Les enjeux sécuritaires et sanitaires au cœur des préoccupations

Au-delà de l’aspect festif, cette rave géante soulève des questions de sécurité et de santé publique. Les participants, venus de toute la région Occitanie et même au-delà, sont exposés à des risques liés à la chaleur, à la consommation de substances psychoactives et à l’éloignement des secours. Lilou, en tant que médiatrice, insiste sur la mise en place de « safe spaces » et de stands de prévention, gérés par des bénévoles formés. « On distribue de l’eau, des préservatifs et on informe sur les risques auditifs », explique-t-elle. Cette approche, bien que non officielle, pourrait contribuer à réduire les incidents, mais elle ne remplace pas une couverture médicale d’urgence.

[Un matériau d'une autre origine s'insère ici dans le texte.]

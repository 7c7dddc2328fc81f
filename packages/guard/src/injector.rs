//! Rewrites a raw workflow IR, inserting one `param_guard` node between
//! each target `tool` node and every predecessor whose edge triggers the
//! need for parameter shaping. Ported from the reference implementation's
//! `GuardInjector`, including its narrow bare-`{ST<n>.output}` trigger
//! regex (a reference with a path like `{ST1.output.field}` does not
//! trigger injection — shaping a specific sub-field is left to the tool's
//! own input handling).

use once_cell::sync::Lazy;
use regex::Regex;
use serde_json::{Map, Value};
use std::collections::HashMap;

use taskforge_core::{Edge, Executor, IdList, Node, WorkflowIr};

static BARE_OUTPUT_REF: Lazy<Regex> = Lazy::new(|| Regex::new(r"\{ST\d+\.output\}").unwrap());

fn needs_param_guard(target: &Node) -> bool {
    if target.executor != Executor::Tool {
        return false;
    }
    let encoded = serde_json::to_string(&Value::Object(target.input.clone())).unwrap_or_default();
    BARE_OUTPUT_REF.is_match(&encoded)
}

/// Looks up a tool's input schema from the catalog of tool descriptors
/// used by the planner; callers without a catalog pass an empty map.
pub type ToolSchemas = HashMap<String, Value>;

/// Inserts param-guard nodes. Idempotent: a node already consuming via
/// `__from_guard__`/`__from_guards__` no longer contains a bare
/// `{ST<n>.output}` reference, so a second pass finds nothing to inject.
pub fn inject_guards(ir: &WorkflowIr, tool_schemas: &ToolSchemas) -> WorkflowIr {
    let mut nodes: HashMap<String, Node> =
        ir.nodes.iter().map(|n| (n.id.clone(), n.clone())).collect();
    let original_inputs: HashMap<String, Map<String, Value>> =
        ir.nodes.iter().map(|n| (n.id.clone(), n.input.clone())).collect();

    let next_guard_start = ir
        .nodes
        .iter()
        .filter(|n| n.is_guard())
        .filter_map(|n| Node::numeric_suffix(&n.id))
        .max()
        .unwrap_or(0)
        + 1;
    let mut next_guard_idx = next_guard_start;

    // target_id -> ordered list of triggering predecessor ids
    let mut target_guards: HashMap<String, Vec<String>> = HashMap::new();
    let mut target_order: Vec<String> = Vec::new();
    for edge in &ir.edges {
        let Some(target_node) = nodes.get(&edge.target) else { continue };
        if !nodes.contains_key(&edge.source) {
            continue;
        }
        if needs_param_guard(target_node) {
            if !target_guards.contains_key(&edge.target) {
                target_order.push(edge.target.clone());
            }
            target_guards.entry(edge.target.clone()).or_default().push(edge.source.clone());
        }
    }

    let mut new_edges: Vec<Edge> = ir
        .edges
        .iter()
        .filter(|e| !target_guards.contains_key(&e.target))
        .cloned()
        .collect();

    for target_id in &target_order {
        let source_ids = &target_guards[target_id];
        let target_tool = nodes[target_id].tool_name.clone();
        let schema = target_tool
            .as_ref()
            .and_then(|t| tool_schemas.get(t))
            .cloned()
            .unwrap_or(Value::Object(Map::new()));
        let target_input_template = original_inputs.get(target_id).cloned().unwrap_or_default();

        let guard_id = format!("GUARD{next_guard_idx}");
        next_guard_idx += 1;

        let mut guard_input = Map::new();
        guard_input.insert(
            "source_nodes".to_string(),
            Value::Array(source_ids.iter().map(|s| Value::String(s.clone())).collect()),
        );
        guard_input.insert("target_node".to_string(), Value::String(target_id.clone()));
        guard_input.insert(
            "target_tool".to_string(),
            target_tool.clone().map(Value::String).unwrap_or(Value::Null),
        );
        guard_input.insert("target_input_template".to_string(), Value::Object(target_input_template));
        guard_input.insert("schema".to_string(), schema);

        let mut guard_node = Node::new(guard_id.clone(), Executor::ParamGuard);
        guard_node.name = format!("Shape parameters for {}", target_tool.clone().unwrap_or_else(|| target_id.clone()));
        guard_node.description =
            format!("Validates and shapes the downstream tool input for {}", target_tool.clone().unwrap_or_else(|| target_id.clone()));
        guard_node.tool_name = target_tool;
        guard_node.source = if source_ids.is_empty() {
            None
        } else {
            Some(IdList::Many(source_ids.clone()))
        };
        guard_node.target = Some(IdList::Many(vec![target_id.clone()]));
        guard_node.output = Some("Shaped downstream tool input".to_string());
        guard_node.input = guard_input;

        for source_id in source_ids {
            if let Some(source_node) = nodes.get_mut(source_id) {
                if let Some(target) = source_node.target.as_mut() {
                    target.replace(target_id, &guard_id);
                }
            }
            new_edges.push(Edge { source: source_id.clone(), target: guard_id.clone() });
        }
        new_edges.push(Edge { source: guard_id.clone(), target: target_id.clone() });

        if let Some(target_node) = nodes.get_mut(target_id) {
            let mut from_guard = Map::new();
            from_guard.insert("__from_guard__".to_string(), Value::String(guard_id.clone()));
            target_node.input = from_guard;
            target_node.source = Some(IdList::Many(vec![guard_id.clone()]));
        }

        nodes.insert(guard_id, guard_node);
    }

    let mut result = WorkflowIr {
        nodes: nodes.into_values().collect(),
        edges: new_edges,
    };
    result.sort_canonical();
    result
}

#[cfg(test)]
mod tests {
    use super::*;
    use serde_json::json;

    fn tool_node(id: &str, tool: &str, input: Map<String, Value>) -> Node {
        let mut n = Node::new(id, Executor::Tool);
        n.tool_name = Some(tool.to_string());
        n.input = input;
        n
    }

    #[test]
    fn injects_guard_for_triggering_edge_scenario_1() {
        let mut input1 = Map::new();
        input1.insert("city".to_string(), json!("SH"));
        let st1 = tool_node("ST1", "weather_lookup", input1);

        let mut input2 = Map::new();
        input2.insert("rows".to_string(), json!("{ST1.output}"));
        let st2 = tool_node("ST2", "make_excel", input2);

        let ir = WorkflowIr {
            nodes: vec![st1, st2],
            edges: vec![Edge { source: "ST1".into(), target: "ST2".into() }],
        };

        let result = inject_guards(&ir, &ToolSchemas::new());

        let guard = result.nodes.iter().find(|n| n.is_guard()).unwrap();
        assert_eq!(guard.id, "GUARD1");
        assert_eq!(guard.executor, Executor::ParamGuard);
        assert_eq!(guard.tool_name.as_deref(), Some("make_excel"));

        let st2_after = result.node("ST2").unwrap();
        assert_eq!(st2_after.input.get("__from_guard__").unwrap(), "GUARD1");

        assert!(result.edges.contains(&Edge { source: "ST1".into(), target: "GUARD1".into() }));
        assert!(result.edges.contains(&Edge { source: "GUARD1".into(), target: "ST2".into() }));
        assert!(!result.edges.contains(&Edge { source: "ST1".into(), target: "ST2".into() }));
    }

    #[test]
    fn path_reference_does_not_trigger_injection() {
        let mut input2 = Map::new();
        input2.insert("rows".to_string(), json!("{ST1.output.days}"));
        let st1 = tool_node("ST1", "weather_lookup", Map::new());
        let st2 = tool_node("ST2", "make_excel", input2);

        let ir = WorkflowIr {
            nodes: vec![st1, st2],
            edges: vec![Edge { source: "ST1".into(), target: "ST2".into() }],
        };

        let result = inject_guards(&ir, &ToolSchemas::new());
        assert!(result.nodes.iter().all(|n| !n.is_guard()));
    }

    #[test]
    fn multiple_predecessors_share_one_guard() {
        let mut input3 = Map::new();
        input3.insert("a".to_string(), json!("{ST1.output}"));
        input3.insert("b".to_string(), json!("{ST2.output}"));
        let st1 = tool_node("ST1", "t1", Map::new());
        let st2 = tool_node("ST2", "t2", Map::new());
        let st3 = tool_node("ST3", "combine", input3);

        let ir = WorkflowIr {
            nodes: vec![st1, st2, st3],
            edges: vec![
                Edge { source: "ST1".into(), target: "ST3".into() },
                Edge { source: "ST2".into(), target: "ST3".into() },
            ],
        };

        let result = inject_guards(&ir, &ToolSchemas::new());
        let guards: Vec<_> = result.nodes.iter().filter(|n| n.is_guard()).collect();
        assert_eq!(guards.len(), 1);
        let guard = guards[0];
        let sources = guard.input.get("source_nodes").unwrap().as_array().unwrap();
        assert_eq!(sources.len(), 2);
    }

    #[test]
    fn idempotent_on_already_injected_graph() {
        let mut input2 = Map::new();
        input2.insert("rows".to_string(), json!("{ST1.output}"));
        let st1 = tool_node("ST1", "weather_lookup", Map::new());
        let st2 = tool_node("ST2", "make_excel", input2);
        let ir = WorkflowIr {
            nodes: vec![st1, st2],
            edges: vec![Edge { source: "ST1".into(), target: "ST2".into() }],
        };

        let once = inject_guards(&ir, &ToolSchemas::new());
        let twice = inject_guards(&once, &ToolSchemas::new());

        assert_eq!(once.nodes.len(), twice.nodes.len());
        assert_eq!(once.edges.len(), twice.edges.len());
    }

    #[test]
    fn non_tool_node_never_triggers_injection() {
        let mut input = Map::new();
        input.insert("prompt".to_string(), json!("{ST1.output}"));
        let mut llm = Node::new("ST2", Executor::Llm);
        llm.input = input;
        let st1 = tool_node("ST1", "t1", Map::new());

        let ir = WorkflowIr {
            nodes: vec![st1, llm],
            edges: vec![Edge { source: "ST1".into(), target: "ST2".into() }],
        };
        let result = inject_guards(&ir, &ToolSchemas::new());
        assert!(result.nodes.iter().all(|n| !n.is_guard()));
    }
}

Par ailleurs, la question des déchets est également préoccupante : les organisateurs affirment avoir prévu un plan de nettoyage, mais l’ampleur du site rend la tâche complexe.

Une perspective d’évolution des réglementations ?

Ce type d’événement, récurrent dans l’Hérault et ailleurs, interroge sur la capacité des pouvoirs publics à encadrer les free parties. En France, la loi impose une déclaration préalable pour tout rassemblement festif, mais les organisateurs de raves sauvages contournent souvent cette obligation, invoquant la liberté de réunion. Lilou estime que le dialogue avec les autorités pourrait être amélioré : « On ne demande pas la permission, mais on veut montrer qu’on peut être responsables. » De son côté, la préfecture rappelle que des sanctions pénales sont possibles, notamment pour occupation illicite du domaine public. Alors que le rassemblement devrait se poursuivre jusqu’à lundi, l’issue de cette free party pourrait influencer les futures politiques de gestion de ces événements, entre répression et concertation.